GitHub - Nurxat21/EM-algorithm-for-NMVM-distributions: We use the EM algorithm to estimate the parameters of univariate NMVM distributions and multivariate NMVM distributions.

Given the data set $X = {x_1, \ldots, x_n}$ where $X \in \mathbb{R}^{d \times n}$, the objective is to fit this random variable using multivariate generalized hyperbolic distributions. The parameters associated with this distribution are represented as $\xi = (\lambda, \chi, \psi, \Sigma, \mu, \gamma)$. The log-likelihood function that requires maximization is expressed as follows:

$$ \log L(\xi ; x_1, \cdots, x_n)=\sum_{i=1}^n \log f_{x_i}(x_i ; \xi). $$

It is hard to obtain the optimal solution of the above objective function directly if the data dimension is more than three. The main idea of the EM algorithm is to optimize the following augmented log-likelihood function:

$$ \log \tilde{L}(\xi ; x_1, \cdots, x_n, w_1, \cdots, w_n)=\sum_{i=1}^n \log f_{x_i, W_i}(x_i, w_i ; \xi) $$

where the latent mixing variables $w_1, \cdots, w_n$ are not observable at the beginning.

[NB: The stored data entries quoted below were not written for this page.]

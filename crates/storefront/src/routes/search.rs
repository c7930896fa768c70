//! Catalog search handler.

use axum::{
    Json,
    extract::{Query, State},
};
use serde::{Deserialize, Serialize};

use crate::error::{AppError, Result};
use crate::models::product::Product;
use crate::state::AppState;

/// Search query parameters.
#[derive(Debug, Deserialize)]
pub struct SearchQuery {
    pub q: Option<String>,
}

/// Search results view data.
#[derive(Debug, Serialize)]
pub struct SearchView {
    pub query: String,
    pub results_count: usize,
    pub products: Vec<Product>,
}

/// Case-insensitive substring search over name, description, and category.
pub async fn search(
    State(state): State<AppState>,
    Query(query): Query<SearchQuery>,
) -> Result<Json<SearchView>> {
    let needle = query.q.unwrap_or_default().trim().to_owned();
    if needle.is_empty() {
        return Err(AppError::Validation("search query cannot be empty".to_owned()));
    }

    let products = state.products().search(&needle)?;

    Ok(Json(SearchView {
        results_count: products.len(),
        query: needle,
        products,
    }))
}
//! Integration tests for TechShop.
//!
//! The tests exercise the storefront library end to end over a real data
//! directory: repositories, services, and the JSON files they leave on
//! disk. No HTTP server is involved; handlers are thin wrappers over
//! exactly these calls.
//!
//! # Running Tests
//!
//! ```bash
//! cargo test -p techshop-integration-tests
//! ```
//!
//! # Test Categories
//!
//! - `checkout_flow` - Cart accumulation, shipping, the order pipeline
//! - `wishlist_flow` - Save, duplicate rejection, move-to-cart
//! - `admin_flow` - Admin login, product CRUD, status transitions
//! - `store_files` - On-disk format, durability, corruption surfacing

#![cfg_attr(not(test), forbid(unsafe_code))]
#![allow(clippy::unwrap_used)]

use tempfile::TempDir;

use techshop_core::Price;
use techshop_storefront::db::{JsonStore, ProductRepository};
use techshop_storefront::models::product::ProductFields;

/// A data directory on disk plus a store over it.
///
/// The directory lives as long as the context; dropping it cleans up.
pub struct TestContext {
    dir: TempDir,
    pub store: JsonStore,
}

impl TestContext {
    /// Create a context over a fresh temporary data directory.
    #[must_use]
    pub fn new() -> Self {
        let dir = TempDir::new().expect("Failed to create temp data dir");
        let store = JsonStore::open(dir.path());
        Self { dir, store }
    }

    /// Path of the data directory.
    #[must_use]
    pub fn data_dir(&self) -> &std::path::Path {
        self.dir.path()
    }

    /// Seed the catalog with a small fixed set of products.
    ///
    /// IDs are assigned 1..=4 in order: laptop (15 in stock), mouse (50),
    /// mug (100), and a sold-out poster (0).
    pub async fn seed_catalog(&self) {
        let products = ProductRepository::new(&self.store);
        for (name, price, category, stock) in [
            ("Gaming Laptop", "1299.99", "Electronics", 15),
            ("Wireless Mouse", "49.99", "Electronics", 50),
            ("Coffee Mug", "14.99", "Home", 100),
            ("Sold Out Poster", "9.99", "Home", 0),
        ] {
            products
                .create(ProductFields {
                    name: name.to_string(),
                    price: price.parse::<Price>().unwrap(),
                    category: category.to_string(),
                    image: String::new(),
                    description: String::new(),
                    stock,
                })
                .await
                .unwrap();
        }
    }
}

impl Default for TestContext {
    fn default() -> Self {
        Self::new()
    }
}
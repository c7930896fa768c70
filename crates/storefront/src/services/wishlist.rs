//! Wishlist service.

use chrono::{DateTime, Utc};
use thiserror::Error;

use techshop_core::{ProductId, UserId};

use crate::db::{JsonStore, ProductRepository, RepositoryError, WishlistRepository};
use crate::models::cart::Cart;
use crate::models::product::Product;

/// Errors from wishlist operations.
#[derive(Debug, Error)]
pub enum WishlistError {
    /// The product does not exist in the catalog.
    #[error("product not found")]
    ProductNotFound,

    /// The product is already on the wishlist.
    #[error("product already in wishlist")]
    AlreadyPresent,

    /// Persistence failure.
    #[error(transparent)]
    Repository(#[from] RepositoryError),
}

/// A wishlist entry resolved against the catalog.
#[derive(Debug, Clone)]
pub struct WishlistEntry {
    pub product: Product,
    pub added_at: DateTime<Utc>,
}

/// Wishlist service over the wishlist and product collections.
pub struct WishlistService {
    wishlists: WishlistRepository,
    products: ProductRepository,
}

impl WishlistService {
    /// Create a new wishlist service.
    #[must_use]
    pub fn new(store: &JsonStore) -> Self {
        Self {
            wishlists: WishlistRepository::new(store),
            products: ProductRepository::new(store),
        }
    }

    /// The user's wishlist resolved against the catalog. Saved products
    /// that have since vanished are dropped from the view (existence is
    /// only re-validated here, not on save).
    ///
    /// # Errors
    ///
    /// Returns `WishlistError::Repository` on persistence failure.
    pub fn view(&self, user_id: UserId) -> Result<Vec<WishlistEntry>, WishlistError> {
        let wishlist = self.wishlists.for_user(user_id)?;
        let products = self.products.all()?;

        Ok(wishlist
            .items
            .into_iter()
            .filter_map(|item| {
                products
                    .iter()
                    .find(|p| p.id == item.product_id)
                    .map(|product| WishlistEntry {
                        product: product.clone(),
                        added_at: item.added_at,
                    })
            })
            .collect())
    }

    /// Number of saved products.
    ///
    /// # Errors
    ///
    /// Returns `WishlistError::Repository` on persistence failure.
    pub fn count(&self, user_id: UserId) -> Result<usize, WishlistError> {
        Ok(self.wishlists.count(user_id)?)
    }

    /// Save a product to the wishlist.
    ///
    /// # Errors
    ///
    /// Returns `WishlistError::ProductNotFound` for an unknown product and
    /// `WishlistError::AlreadyPresent` for a repeat save (the wishlist is
    /// left unchanged).
    pub async fn add(&self, user_id: UserId, product_id: ProductId) -> Result<(), WishlistError> {
        if self.products.get(product_id)?.is_none() {
            return Err(WishlistError::ProductNotFound);
        }

        self.wishlists
            .add(user_id, product_id)
            .await
            .map_err(|e| match e {
                RepositoryError::Conflict(_) => WishlistError::AlreadyPresent,
                other => WishlistError::Repository(other),
            })
    }

    /// Remove a product from the wishlist.
    ///
    /// Returns `true` if it was present.
    ///
    /// # Errors
    ///
    /// Returns `WishlistError::Repository` on persistence failure.
    pub async fn remove(
        &self,
        user_id: UserId,
        product_id: ProductId,
    ) -> Result<bool, WishlistError> {
        Ok(self.wishlists.remove(user_id, product_id).await?)
    }

    /// Move a product from the wishlist into the cart.
    ///
    /// The product is removed from the wishlist unconditionally; one unit
    /// is added to the cart only when stock allows it. Returns whether the
    /// cart add happened, so an out-of-stock drop is visible to the
    /// caller.
    ///
    /// # Errors
    ///
    /// Returns `WishlistError::Repository` on persistence failure.
    pub async fn move_to_cart(
        &self,
        user_id: UserId,
        product_id: ProductId,
        cart: &mut Cart,
    ) -> Result<bool, WishlistError> {
        self.wishlists.remove(user_id, product_id).await?;

        let Some(product) = self.products.get(product_id)? else {
            return Ok(false);
        };

        // Stock headroom accounts for units already in the cart
        if product.stock > cart.quantity(product_id) {
            cart.accumulate(product_id, 1);
            Ok(true)
        } else {
            Ok(false)
        }
    }
}

#[cfg(test)]
#[allow(clippy::unwrap_used)]
mod tests {
    use super::*;
    use crate::models::product::ProductFields;

    async fn seeded() -> (JsonStore, WishlistService) {
        let store = JsonStore::in_memory();
        let products = ProductRepository::new(&store);
        products
            .create(ProductFields {
                name: "Smartphone".to_string(),
                price: "799.99".parse().unwrap(),
                category: "Electronics".to_string(),
                image: String::new(),
                description: String::new(),
                stock: 25,
            })
            .await
            .unwrap();
        products
            .create(ProductFields {
                name: "Sold Out Thing".to_string(),
                price: "9.99".parse().unwrap(),
                category: "Home".to_string(),
                image: String::new(),
                description: String::new(),
                stock: 0,
            })
            .await
            .unwrap();
        let service = WishlistService::new(&store);
        (store, service)
    }

    #[tokio::test]
    async fn test_add_unknown_product() {
        let (_store, service) = seeded().await;
        let result = service.add(UserId::new(1), ProductId::new(42)).await;
        assert!(matches!(result, Err(WishlistError::ProductNotFound)));
    }

    #[tokio::test]
    async fn test_duplicate_add_signals_and_leaves_unchanged() {
        let (_store, service) = seeded().await;
        let user = UserId::new(1);

        service.add(user, ProductId::new(1)).await.unwrap();
        let result = service.add(user, ProductId::new(1)).await;

        assert!(matches!(result, Err(WishlistError::AlreadyPresent)));
        assert_eq!(service.count(user).unwrap(), 1);
    }

    #[tokio::test]
    async fn test_move_to_cart_in_stock() {
        let (_store, service) = seeded().await;
        let user = UserId::new(1);
        let mut cart = Cart::default();

        service.add(user, ProductId::new(1)).await.unwrap();
        let moved = service
            .move_to_cart(user, ProductId::new(1), &mut cart)
            .await
            .unwrap();

        assert!(moved);
        assert_eq!(cart.quantity(ProductId::new(1)), 1);
        assert_eq!(service.count(user).unwrap(), 0);
    }

    #[tokio::test]
    async fn test_move_to_cart_out_of_stock_removes_without_adding() {
        let (_store, service) = seeded().await;
        let user = UserId::new(1);
        let mut cart = Cart::default();

        service.add(user, ProductId::new(2)).await.unwrap();
        let moved = service
            .move_to_cart(user, ProductId::new(2), &mut cart)
            .await
            .unwrap();

        assert!(!moved);
        assert!(cart.is_empty());
        // Removed from the wishlist all the same
        assert_eq!(service.count(user).unwrap(), 0);
    }

    #[tokio::test]
    async fn test_view_drops_vanished_products() {
        let (store, service) = seeded().await;
        let user = UserId::new(1);

        service.add(user, ProductId::new(1)).await.unwrap();
        service.add(user, ProductId::new(2)).await.unwrap();

        ProductRepository::new(&store)
            .delete(ProductId::new(2))
            .await
            .unwrap();

        let entries = service.view(user).unwrap();
        assert_eq!(entries.len(), 1);
        assert_eq!(entries.first().unwrap().product.id, ProductId::new(1));
        // The stale record itself is untouched
        assert_eq!(service.count(user).unwrap(), 2);
    }
}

Mean-variance mixture representation

By the mean-variance mixture definition of generalized hyperbolic distributions, the log-likelihood function can be rewritten as

$$ \begin{aligned} \log \tilde{L}(\xi) &= \sum_{i=1}^n \log f_{x_i \mid w_i}(x_i \mid w_i ; \mu, \Sigma, \gamma)+ \sum_{i=1}^n \log h_{w_i}(w_i ; \lambda, \chi, \psi) \\ &= L_1(\mu, \Sigma, \gamma \mid x_1, \cdots, x_n, w_1, \cdots, w_n) +L_2(\lambda, \chi, \psi \mid w_1, \cdots, w_n) \end{aligned} $$

where $X|W \sim N(\mu + w \gamma, w \Sigma)$.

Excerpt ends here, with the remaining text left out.